34. The applicant maintained that a compensation claim would have been ineffective in his case given the outcome of the proceedings at issue.

2.  The Court's assessment

35. The Court reiterates that the rule of exhaustion of domestic remedies referred to in Article 35 § 1 of the Convention obliges applicants to use first the remedies that are normally available and sufficient in the domestic legal system to enable them to obtain redress for the breaches alleged. Article 35 § 1 also requires that the complaints intended to be brought subsequently before the Court should have been made to the appropriate domestic body, at least in substance and in compliance with the formal requirements laid down in domestic law, but not that recourse should be had to remedies which are inadequate or ineffective (see, mutatis mutandis, Merger and Cros v. France (dec.), no. 68864/01, 11 March 2004; Aksoy v. Turkey, 18 December 1996, §§ 51-52, ECHR 1996-VI; and Akdivar and Others v. Turkey, 16 September 1996, §§ 65-67, ECHR 1996-IV).

36. The Court emphasises that the application of the exhaustion rule must make due allowance for the fact that it is being applied in the context of machinery for the protection of human rights and that it must be applied with some degree of flexibility and without excessive formalism. It has further recognised that the rule of exhaustion is neither absolute nor capable of being applied automatically; for the purposes of reviewing whether it has been observed, it is essential to have regard to the circumstances of the individual case. This means, in particular, that the Court must take realistic account not only of the existence of formal remedies in the legal system of the Contracting State concerned, but also of the general context in which they operate, as well as the personal circumstances of the applicant. It must then examine whether, in all the circumstances of the case, the applicant did everything that could reasonably be expected of him or her to exhaust domestic remedies (see Jasar v. the former Yugoslav Republic of Macedonia (dec.), no. 69908/01, 19 January and 11 April 2006).

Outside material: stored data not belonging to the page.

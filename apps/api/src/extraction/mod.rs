//! Text extraction — converts an uploaded document of a declared type into
//! plain text.
//!
//! File type is taken from the declared content type accompanying the
//! upload, never sniffed from bytes. An unreadable document degrades to an
//! empty string (logged, not raised) so downstream prompt construction
//! never sees an absent field; only an unsupported declared type is a hard
//! error.

use thiserror::Error;
use tracing::warn;

mod docx;
mod pdf;

const PDF_CONTENT_TYPE: &str = "application/pdf";
const DOCX_CONTENT_TYPE: &str =
    "application/vnd.openxmlformats-officedocument.wordprocessingml.document";
const PLAIN_TEXT_CONTENT_TYPE: &str = "text/plain";

#[derive(Debug, Error)]
pub enum ExtractError {
    #[error("unsupported file format: {0}")]
    UnsupportedFormat(String),
}

/// The three supported upload formats.
#[derive(Debug, Clone, Copy, PartialEq, Eq)]
pub enum DocumentKind {
    Pdf,
    Docx,
    PlainText,
}

impl DocumentKind {
    pub fn from_content_type(content_type: &str) -> Option<Self> {
        match content_type {
            PDF_CONTENT_TYPE => Some(DocumentKind::Pdf),
            DOCX_CONTENT_TYPE => Some(DocumentKind::Docx),
            PLAIN_TEXT_CONTENT_TYPE => Some(DocumentKind::PlainText),
            _ => None,
        }
    }
}

/// Extracts plain text from an uploaded document.
///
/// Returns `ExtractError::UnsupportedFormat` for any declared type outside
/// the three supported ones; extraction is not attempted in that case.
pub fn extract_text(content_type: &str, bytes: &[u8]) -> Result<String, ExtractError> {
    let kind = DocumentKind::from_content_type(content_type)
        .ok_or_else(|| ExtractError::UnsupportedFormat(content_type.to_string()))?;

    Ok(match kind {
        DocumentKind::Pdf => pdf::extract(bytes),
        DocumentKind::Docx => docx::extract(bytes),
        DocumentKind::PlainText => plain_text(bytes),
    })
}

/// Decodes the byte stream as UTF-8 text verbatim.
fn plain_text(bytes: &[u8]) -> String {
    match String::from_utf8(bytes.to_vec()) {
        Ok(text) => text,
        Err(e) => {
            warn!("Plain-text upload is not valid UTF-8: {e}");
            String::new()
        }
    }
}

#[cfg(test)]
mod tests {
    use super::*;

    #[test]
    fn test_content_type_dispatch() {
        assert_eq!(
            DocumentKind::from_content_type("application/pdf"),
            Some(DocumentKind::Pdf)
        );
        assert_eq!(
            DocumentKind::from_content_type(
                "application/vnd.openxmlformats-officedocument.wordprocessingml.document"
            ),
            Some(DocumentKind::Docx)
        );
        assert_eq!(
            DocumentKind::from_content_type("text/plain"),
            Some(DocumentKind::PlainText)
        );
        assert_eq!(DocumentKind::from_content_type("image/png"), None);
    }

    #[test]
    fn test_unsupported_type_is_rejected_without_extraction() {
        let result = extract_text("image/png", b"\x89PNG");
        assert!(matches!(
            result,
            Err(ExtractError::UnsupportedFormat(ref t)) if t == "image/png"
        ));
    }

    #[test]
    fn test_plain_text_decodes_verbatim() {
        let text = extract_text("text/plain", "5 years Python, AWS\n".as_bytes()).unwrap();
        assert_eq!(text, "5 years Python, AWS\n");
    }

    #[test]
    fn test_zero_byte_plain_text_yields_empty_string() {
        let text = extract_text("text/plain", b"").unwrap();
        assert_eq!(text, "");
    }

    #[test]
    fn test_invalid_utf8_degrades_to_empty_string() {
        let text = extract_text("text/plain", &[0xff, 0xfe, 0x80]).unwrap();
        assert_eq!(text, "");
    }

    #[test]
    fn test_unreadable_pdf_degrades_to_empty_string() {
        let text = extract_text("application/pdf", b"not a pdf at all").unwrap();
        assert_eq!(text, "");
    }

    #[test]
    fn test_unreadable_docx_degrades_to_empty_string() {
        let text = extract_text(
            "application/vnd.openxmlformats-officedocument.wordprocessingml.document",
            b"not a zip archive",
        )
        .unwrap();
        assert_eq!(text, "");
    }
}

37. It further recalls that an applicant who has exhausted a remedy that is apparently effective and sufficient cannot be required also to have tried others that were available but probably no more likely to be successful (see Aquilina v. Malta [GC], no. 25642/94, § 33, ECHR 1999-III).

38. The Court notes that the remedy which the applicant pursued could have given rise to a declaration that his detention overnight from 6 to 7 August 2003 was unlawful. The applicant thus put to the domestic courts, in accordance with domestic law, the substance of his subsequent complaint to the Court. In these circumstances, he was not required, in addition, to make a request for compensation which could also have given rise to a finding that the detention had been unlawful.

39. This part of the application cannot, therefore, be declared inadmissible for non-exhaustion of domestic remedies within the meaning of Article 35 of the Convention. Accordingly, the Government's objection must be rejected.

40. The Court further considers that it is not manifestly ill-founded within the meaning of Article 35 § 3 of the Convention. It also finds that it is not inadmissible on any other grounds. It must therefore be declared admissible.

B.  Merits

1.  Alleged violation of Article 5 § 1 (c) of the Convention

(a)  The parties' submissions

41.  The Government submitted that the applicant had been arrested and detained in police custody in compliance with the law and on account of reasonable suspicion that he had committed an offence. In this latter respect, they referred to the scope of the work and terms of appointment of the Director of the Intelligence Service which, they said, served as an irreversible presumption that the latter had had “certain operative indications” about the applicant's alleged involvement in committing the offence. They further maintained that the gun found in the applicant's possession had confirmed those allegations initially. They noted, too, that the applicant had been released when the police failed to find any evidence of his involvement in the commission of an offence.

42.  The applicant maintained that the Government had not presented any concrete information or evidence to confirm the “reasonableness" of the suspicion on which his arrest and detention had been based. The fact that a gun had been found in his possession could not be held against him since he had a licence, as indicated in the record of the body search.

(b)  The Court's assessment

43. The Court notes that the applicant was arrested at 11.15 pm. on 6 August 2003 and released at 9.00 am. on 7 August 2003.

44. Noting the parties' submissions, it considers that the applicant's detention in police custody amounted to a “deprivation of liberty” within the meaning of Article 5 § 1 of the Convention (see, mutatis mutandis, Witold Litwa v. Poland, no. 26629/95, § 46, ECHR 2000-III).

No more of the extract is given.